Учёные из Университета Алабамы в Бирмингеме представили в журнале Chaos новые мощные методики для изучения фенотипов, связанных с генетическими различиями, на примере пекарских дрожжей Saccharomyces cerevisiae.
Ход исследования:
- Исследователи взяли культуры дрожжей из обширной библиотеки, содержащей примерно 5000 мутировавших штаммов.
- Культуры обработали гидроксимочевиной — противораковым препаратом с известным действием на клеточный цикл.
- С помощью метода количественного высокопроизводительного клеточного фенотипирования (Q-HTCP) были проанализированы кривые роста десятков тысяч индивидуальных культур. Целью было найти все гены, модулирующие клеточные эффекты препарата.

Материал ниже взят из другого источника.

//! Scriptable fake vault client binary.
//!
//! [`FakeCliBuilder`] writes a shell script into a temporary directory that
//! answers each subcommand with canned output and exit code, and appends one
//! line per invocation to a call log. Secret-bearing variables are logged as
//! `set` or empty, never by value.

use std::collections::BTreeMap;
use std::fmt::Write as _;
use std::fs;
use std::io;
use std::os::unix::fs::PermissionsExt;
use std::path::{Path, PathBuf};

use tempfile::TempDir;

/// Canned answer to one subcommand.
#[derive(Debug, Clone, Default)]
pub struct Response {
    /// Written to stdout
    pub stdout: String,
    /// Written to stderr
    pub stderr: String,
    /// Process exit code
    pub exit_code: i32,
    /// Seconds to sleep before answering
    pub delay_secs: u32,
}

impl Response {
    /// Exit 0 with `stdout`.
    #[must_use]
    pub fn ok(stdout: impl Into<String>) -> Self {
        Self {
            stdout: stdout.into(),
            ..Self::default()
        }
    }

    /// Exit `code` with `stderr`.
    #[must_use]
    pub fn fail(code: i32, stderr: impl Into<String>) -> Self {
        Self {
            stderr: stderr.into(),
            exit_code: code,
            ..Self::default()
        }
    }

    /// Add stderr output.
    #[must_use]
    pub fn with_stderr(mut self, stderr: impl Into<String>) -> Self {
        self.stderr = stderr.into();
        self
    }

    /// Sleep before answering.
    #[must_use]
    pub const fn delayed(mut self, secs: u32) -> Self {
        self.delay_secs = secs;
        self
    }
}

#[derive(Debug, Clone, Default)]
struct Script {
    first: Option<(u32, Response)>,
    then: Response,
}

/// Builder for a [`FakeCli`].
#[derive(Debug, Default)]
pub struct FakeCliBuilder {
    commands: BTreeMap<String, Script>,
}

impl FakeCliBuilder {
    /// Answer `command` with `response` every time.
    #[must_use]
    pub fn on(mut self, command: &str, response: Response) -> Self {
        self.commands.entry(command.to_string()).or_default().then = response;
        self
    }

    /// Answer the first `times` invocations of `command` with `response`.
    #[must_use]
    pub fn on_first(mut self, command: &str, times: u32, response: Response) -> Self {
        self.commands.entry(command.to_string()).or_default().first = Some((times, response));
        self
    }

    /// Write the script.
    ///
    /// # Errors
    ///
    /// Returns an error if the temporary directory or files cannot be written.
    pub fn install(self) -> io::Result<FakeCli> {
        let dir = TempDir::new()?;
        let root = dir.path();

        let mut script = String::from(
            "#!/bin/sh\n\
             dir=\"$(dirname \"$0\")\"\n\
             echo \"$* | BW_CLIENTID=${BW_CLIENTID-} BW_CLIENTSECRET=${BW_CLIENTSECRET:+set} \
             BW_PASSWORD=${BW_PASSWORD:+set} BW_SESSION=${BW_SESSION:+set} \
             BITWARDENCLI_APPDATA_DIR=${BITWARDENCLI_APPDATA_DIR-}\" >> \"$dir/calls.log\"\n\
             case \"$1\" in\n",
        );

        for (command, entry) in &self.commands {
            let _ = writeln!(script, "  {command})");
            let _ = writeln!(
                script,
                "    n=$(cat \"$dir/{command}.count\" 2>/dev/null || echo 0); n=$((n + 1)); echo \"$n\" > \"$dir/{command}.count\""
            );
            if let Some((times, response)) = &entry.first {
                let name = format!("{command}.first");
                write_response(root, &name, response)?;
                let _ = writeln!(script, "    if [ \"$n\" -le {times} ]; then");
                let _ = writeln!(script, "{}", answer(&name, response));
                let _ = writeln!(script, "    fi");
            }
            write_response(root, command, &entry.then)?;
            let _ = writeln!(script, "{}", answer(command, &entry.then));
            let _ = writeln!(script, "    ;;");
        }
        script.push_str("esac\nexit 0\n");

        let path = root.join("bw");
        fs::write(&path, script)?;
        fs::set_permissions(&path, fs::Permissions::from_mode(0o755))?;

        Ok(FakeCli { dir, path })
    }
}

fn write_response(root: &Path, name: &str, response: &Response) -> io::Result<()> {
    fs::write(root.join(format!("{name}.out")), &response.stdout)?;
    fs::write(root.join(format!("{name}.err")), &response.stderr)
}

fn answer(name: &str, response: &Response) -> String {
    let mut lines = String::new();
    if response.delay_secs > 0 {
        let _ = writeln!(lines, "    sleep {}", response.delay_secs);
    }
    let _ = write!(
        lines,
        "    cat \"$dir/{name}.out\"; cat \"$dir/{name}.err\" >&2; exit {}",
        response.exit_code
    );
    lines
}

/// An installed fake vault client. The directory is removed on drop.
#[derive(Debug)]
pub struct FakeCli {
    dir: TempDir,
    path: PathBuf,
}

impl FakeCli {
    /// Start building a fake client.
    #[must_use]
    pub fn builder() -> FakeCliBuilder {
        FakeCliBuilder::default()
    }

    /// Path of the executable script.
    #[must_use]
    pub fn path(&self) -> &Path {
        &self.path
    }

    /// Scratch directory usable as the client's data directory.
    #[must_use]
    pub fn data_dir(&self) -> PathBuf {
        self.dir.path().join("data")
    }

    /// One line per invocation: arguments, then a `|` and the logged
    /// environment.
    #[must_use]
    pub fn calls(&self) -> Vec<String> {
        fs::read_to_string(self.dir.path().join("calls.log"))
            .map(|log| log.lines().map(String::from).collect())
            .unwrap_or_default()
    }

    /// Number of invocations whose first argument is `command`.
    #[must_use]
    pub fn count(&self, command: &str) -> usize {
        self.calls()
            .iter()
            .filter(|line| line.split_whitespace().next() == Some(command))
            .count()
    }
}

#[cfg(test)]
mod tests {
    use super::*;
    use std::process::Command;

    #[test]
    fn test_fake_cli_answers_and_logs() {
        let cli = FakeCli::builder()
            .on("status", Response::ok("{\"status\":\"locked\"}"))
            .on_first("unlock", 1, Response::fail(1, "Invalid master password."))
            .on("unlock", Response::ok("token"))
            .install()
            .unwrap();

        let out = Command::new(cli.path()).arg("status").output().unwrap();
        assert!(out.status.success());
        assert_eq!(String::from_utf8_lossy(&out.stdout), "{\"status\":\"locked\"}");

        let first = Command::new(cli.path()).arg("unlock").output().unwrap();
        assert_eq!(first.status.code(), Some(1));
        assert_eq!(String::from_utf8_lossy(&first.stderr), "Invalid master password.");

        let second = Command::new(cli.path()).arg("unlock").output().unwrap();
        assert!(second.status.success());
        assert_eq!(String::from_utf8_lossy(&second.stdout), "token");

        assert_eq!(cli.count("unlock"), 2);
        assert_eq!(cli.calls().len(), 3);
    }

    #[test]
    fn test_unknown_command_succeeds_silently() {
        let cli = FakeCli::builder().install().unwrap();
        let out = Command::new(cli.path()).arg("lock").output().unwrap();
        assert!(out.status.success());
        assert!(out.stdout.is_empty());
    }
}
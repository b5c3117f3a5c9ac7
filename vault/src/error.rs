//! Vault session error types using thiserror 2.0.
//!
//! Provides the session-manager error taxonomy with retryability
//! classification and integration with platform common errors.

use rust_common::{PlatformError, Retryable};
use std::fmt;
use thiserror::Error;

/// Step of a connect sequence, reported when that step fails.
#[derive(Debug, Clone, Copy, PartialEq, Eq)]
pub enum ConnectStep {
    /// Initial status probe
    Status,
    /// Logout before a forced reconnect
    Logout,
    /// Server URL configuration
    ConfigureServer,
    /// API-key login
    Login,
    /// Unlock (including retries)
    Unlock,
    /// Final status verification
    Verify,
}

impl ConnectStep {
    /// Stable lowercase name used in logs and messages.
    #[must_use]
    pub const fn as_str(&self) -> &'static str {
        match self {
            Self::Status => "status",
            Self::Logout => "logout",
            Self::ConfigureServer => "configure-server",
            Self::Login => "login",
            Self::Unlock => "unlock",
            Self::Verify => "verify",
        }
    }
}

impl fmt::Display for ConnectStep {
    fn fmt(&self, f: &mut fmt::Formatter<'_>) -> fmt::Result {
        f.write_str(self.as_str())
    }
}

/// Vault session errors.
#[derive(Error, Debug)]
pub enum VaultError {
    /// External vault client missing or not executable
    #[error("Vault client unavailable: {0}")]
    AdapterUnavailable(String),

    /// Server or local configuration rejected
    #[error("Configuration error: {0}")]
    Configuration(String),

    /// API-key login failed
    #[error("Authentication failed: {0}")]
    Authentication(String),

    /// Unlock failed; carries the client's diagnostic text
    #[error("Unlock failed: {0}")]
    Unlock(String),

    /// Remote synchronization failed
    #[error("Sync failed: {0}")]
    Sync(String),

    /// Structured output from the vault client was malformed
    #[error("Malformed vault client output: {0}")]
    Parse(String),

    /// Post-operation status check disagreed with the expected state
    #[error("Verification failed: {0}")]
    Verification(String),

    /// No unexpired session is available
    #[error("Session expired: {0}")]
    ExpiredSession(String),

    /// A connect sequence failed at the named step
    #[error("Connect failed at {step} step: {source}")]
    StepFailed {
        /// The failing step
        step: ConnectStep,
        /// The underlying error
        #[source]
        source: Box<VaultError>,
    },

    /// Platform error
    #[error(transparent)]
    Platform(#[from] PlatformError),
}

/// Result type for vault session operations.
pub type VaultResult<T> = Result<T, VaultError>;

impl VaultError {
    /// Check if error is retryable.
    #[must_use]
    pub fn is_retryable(&self) -> bool {
        match self {
            Self::Unlock(_) | Self::Sync(_) => true,
            Self::Platform(e) => e.is_retryable(),
            Self::StepFailed { source, .. } => source.is_retryable(),
            _ => false,
        }
    }

    /// Check if the error was caused by a shutdown signal.
    #[must_use]
    pub fn is_cancelled(&self) -> bool {
        match self {
            Self::Platform(PlatformError::Cancelled(_)) => true,
            Self::StepFailed { source, .. } => source.is_cancelled(),
            _ => false,
        }
    }

    /// The failing connect step, if this error came from a connect sequence.
    #[must_use]
    pub const fn step(&self) -> Option<ConnectStep> {
        match self {
            Self::StepFailed { step, .. } => Some(*step),
            _ => None,
        }
    }

    /// The innermost error, unwrapping any step annotation.
    #[must_use]
    pub fn root(&self) -> &Self {
        match self {
            Self::StepFailed { source, .. } => source.root(),
            other => other,
        }
    }

    /// Annotate this error with the connect step it occurred in.
    #[must_use]
    pub fn at_step(self, step: ConnectStep) -> Self {
        Self::StepFailed {
            step,
            source: Box::new(self),
        }
    }

    /// Create a configuration error.
    #[must_use]
    pub fn config(msg: impl Into<String>) -> Self {
        Self::Configuration(msg.into())
    }

    /// Create a parse error.
    #[must_use]
    pub fn parse(msg: impl Into<String>) -> Self {
        Self::Parse(msg.into())
    }

    /// Create a verification error.
    #[must_use]
    pub fn verification(msg: impl Into<String>) -> Self {
        Self::Verification(msg.into())
    }
}

impl Retryable for VaultError {
    fn is_retryable(&self) -> bool {
        Self::is_retryable(self)
    }
}

impl From<serde_json::Error> for VaultError {
    fn from(err: serde_json::Error) -> Self {
        Self::Parse(err.to_string())
    }
}

#[cfg(test)]
mod tests {
    use super::*;
    use std::time::Duration;

    #[test]
    fn test_error_display() {
        let err = VaultError::Unlock("Invalid master password.".to_string());
        assert_eq!(err.to_string(), "Unlock failed: Invalid master password.");

        let err = VaultError::Authentication("client_id or client_secret is incorrect".to_string())
            .at_step(ConnectStep::Login);
        assert_eq!(
            err.to_string(),
            "Connect failed at login step: Authentication failed: client_id or client_secret is incorrect"
        );
    }

    #[test]
    fn test_retryable_errors() {
        assert!(VaultError::Unlock("locked".to_string()).is_retryable());
        assert!(VaultError::Sync("timeout".to_string()).is_retryable());
        assert!(VaultError::from(PlatformError::timeout("bw unlock", Duration::from_secs(1))).is_retryable());

        assert!(!VaultError::AdapterUnavailable("bw".to_string()).is_retryable());
        assert!(!VaultError::config("bad url").is_retryable());
        assert!(!VaultError::Authentication("nope".to_string()).is_retryable());
        assert!(!VaultError::parse("not json").is_retryable());
        assert!(!VaultError::verification("still locked").is_retryable());
        assert!(!VaultError::from(PlatformError::cancelled("shutdown")).is_retryable());
    }

    #[test]
    fn test_step_annotation() {
        let err = VaultError::Unlock("bad".to_string()).at_step(ConnectStep::Unlock);
        assert_eq!(err.step(), Some(ConnectStep::Unlock));
        assert!(matches!(err.root(), VaultError::Unlock(_)));
    }

    #[test]
    fn test_cancelled_through_step() {
        let err = VaultError::from(PlatformError::cancelled("shutdown")).at_step(ConnectStep::Unlock);
        assert!(err.is_cancelled());
    }

    #[test]
    fn test_from_serde_error() {
        let json_err = serde_json::from_str::<serde_json::Value>("{not json").unwrap_err();
        let vault_err: VaultError = json_err.into();
        assert!(matches!(vault_err, VaultError::Parse(_)));
    }
}
//! Canned vault client output.

use chrono::{DateTime, Utc};
use serde_json::json;

/// Server URL used by fixtures.
pub const SERVER_URL: &str = "https://vault.example.com";

/// Client id used by fixtures.
pub const CLIENT_ID: &str = "user.1";

/// Client secret used by fixtures.
pub const CLIENT_SECRET: &str = "s3cr3t";

/// Session token issued by fixtures.
pub const SESSION_TOKEN: &str = "5PBYGU+5yt3RHcCjoeJKx/wByU34vokGRZjXpSH7Ylo8w==";

/// stderr of a rejected master password.
pub const INVALID_PASSWORD: &str = "Invalid master password.";

/// stderr of a command that needs a login.
pub const NOT_LOGGED_IN: &str = "You are not logged in.";

/// stderr of `config server` while logged in.
pub const LOGOUT_REQUIRED: &str = "Logout required before server config update.";

/// stdout of a successful API-key login.
pub const LOGIN_OK: &str = "You are logged in!\n\nTo unlock your vault, use the `unlock` command. ex:\n$ bw unlock";

/// stdout of a successful sync.
pub const SYNC_OK: &str = "Syncing complete.";

/// Fixed sync timestamp.
#[must_use]
pub fn last_sync() -> DateTime<Utc> {
    DateTime::parse_from_rfc3339("2024-05-01T10:00:00.000Z")
        .map(|t| t.with_timezone(&Utc))
        .unwrap_or_default()
}

/// `status` output with the given lock value and server.
#[must_use]
pub fn status_json(status: &str, server_url: Option<&str>) -> String {
    let authenticated = status != "unauthenticated";
    json!({
        "serverUrl": server_url,
        "lastSync": authenticated.then(|| last_sync().to_rfc3339()),
        "userEmail": authenticated.then_some("svc@example.com"),
        "userId": authenticated.then_some("6c8b9a3e-1b0e-4c55-9d7a-2f6e1c0b7d11"),
        "status": status,
    })
    .to_string()
}

/// `status` output for a fresh client.
#[must_use]
pub fn unauthenticated() -> String {
    status_json("unauthenticated", None)
}

/// `status` output for a logged-in, locked client.
#[must_use]
pub fn locked() -> String {
    status_json("locked", Some(SERVER_URL))
}

/// `status` output for an unlocked client.
#[must_use]
pub fn unlocked() -> String {
    status_json("unlocked", Some(SERVER_URL))
}
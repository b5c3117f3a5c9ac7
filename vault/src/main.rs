//! `vault-connect`: connect to the vault and report the outcome.
//!
//! Reads the credential from `BW_SERVER_URL`, `BW_CLIENTID` and
//! `BW_CLIENTSECRET`, and the master password from `BW_PASSWORD`.

use anyhow::Context;
use clap::Parser;
use rust_common::shutdown::trigger_on_ctrl_c;
use rust_common::{ShutdownTrigger, TracingConfig, init_tracing};
use secrecy::ExposeSecret;
use tracing::{error, info};
use vault_session::config::{credential_from_env, password_from_env};
use vault_session::{
    ConnectOptions, ProcessVaultCli, SyncOutcome, UnlockMethod, VaultSession, VaultSessionConfig,
};

/// Connect to the vault through the external client.
#[derive(Debug, Parser)]
#[allow(clippy::struct_excessive_bools)]
#[command(name = "vault-connect", version, about)]
struct Args {
    /// Reconnect even if the session is already unlocked
    #[arg(long)]
    force: bool,

    /// Stop after login and leave the vault locked
    #[arg(long)]
    no_unlock: bool,

    /// Synchronize the vault after connecting
    #[arg(long)]
    sync: bool,

    /// Write the session token to stdout
    #[arg(long)]
    print_session: bool,

    /// Emit logs as JSON
    #[arg(long)]
    json_logs: bool,
}

#[tokio::main]
async fn main() -> anyhow::Result<()> {
    let args = Args::parse();

    let mut tracing_config = TracingConfig::default().with_service_name("vault-connect");
    if args.json_logs {
        tracing_config = tracing_config.with_json_output();
    }
    init_tracing(&tracing_config).context("failed to initialize tracing")?;

    let config = VaultSessionConfig::from_env().context("invalid configuration")?;
    let credential = credential_from_env().context("invalid credential")?;

    let mut options = ConnectOptions::default().force(args.force);
    if !args.no_unlock {
        let password = password_from_env().context("BW_PASSWORD is not set")?;
        options.unlock = Some(UnlockMethod::Password(password));
    }

    let (trigger, shutdown) = ShutdownTrigger::new();
    tokio::spawn(async move {
        if let Err(e) = trigger_on_ctrl_c(trigger).await {
            error!(error = %e, "Failed to listen for Ctrl+C");
        }
    });

    let session = VaultSession::new(ProcessVaultCli::from_config(&config), config)
        .with_shutdown(shutdown);

    let connected = match session.connect(&credential, options).await {
        Ok(connected) => connected,
        Err(e) => {
            error!(step = ?e.step(), error = %e, "Connect failed");
            return Err(e.into());
        }
    };
    info!(state = %connected.state, expires_at = ?connected.expires_at, "Connected");

    if args.sync {
        match session.sync(args.force).await? {
            SyncOutcome::Synced => info!("Vault synchronized"),
            SyncOutcome::Throttled => info!("Sync skipped inside cool-down window"),
        }
    }

    if args.print_session {
        if let Some(token) = &connected.session_token {
            println!("{}", token.secret().expose_secret());
        }
    }

    Ok(())
}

- Были отобраны 300 наиболее "интерактивных с гидроксимочевиной" генов.
- Влияние этих генов на рост клеток было дополнительно классифицировано путём тестирования после обработки препаратами с разными механизмами действия.
Новый метод анализа:
Для интеграции результатов экспериментов исследователи разработали новый подход к интеллектуальному анализу данных — Recursive Expectation-Maximization Clustering (REMc). Этот метод имеет преимущества перед предыдущими в определении числа кластеров и количественной оценке их качества, что способствует биологическим открытиям.
Значение работы:
Методика предлагает новый способ понять, как генетическая вариация (например, связанная с болезнями человека) может быть либо буферизована, либо выражена. Понимание фенотипической экспрессии на системном уровне поможет создать новую область медицины — "феномомику".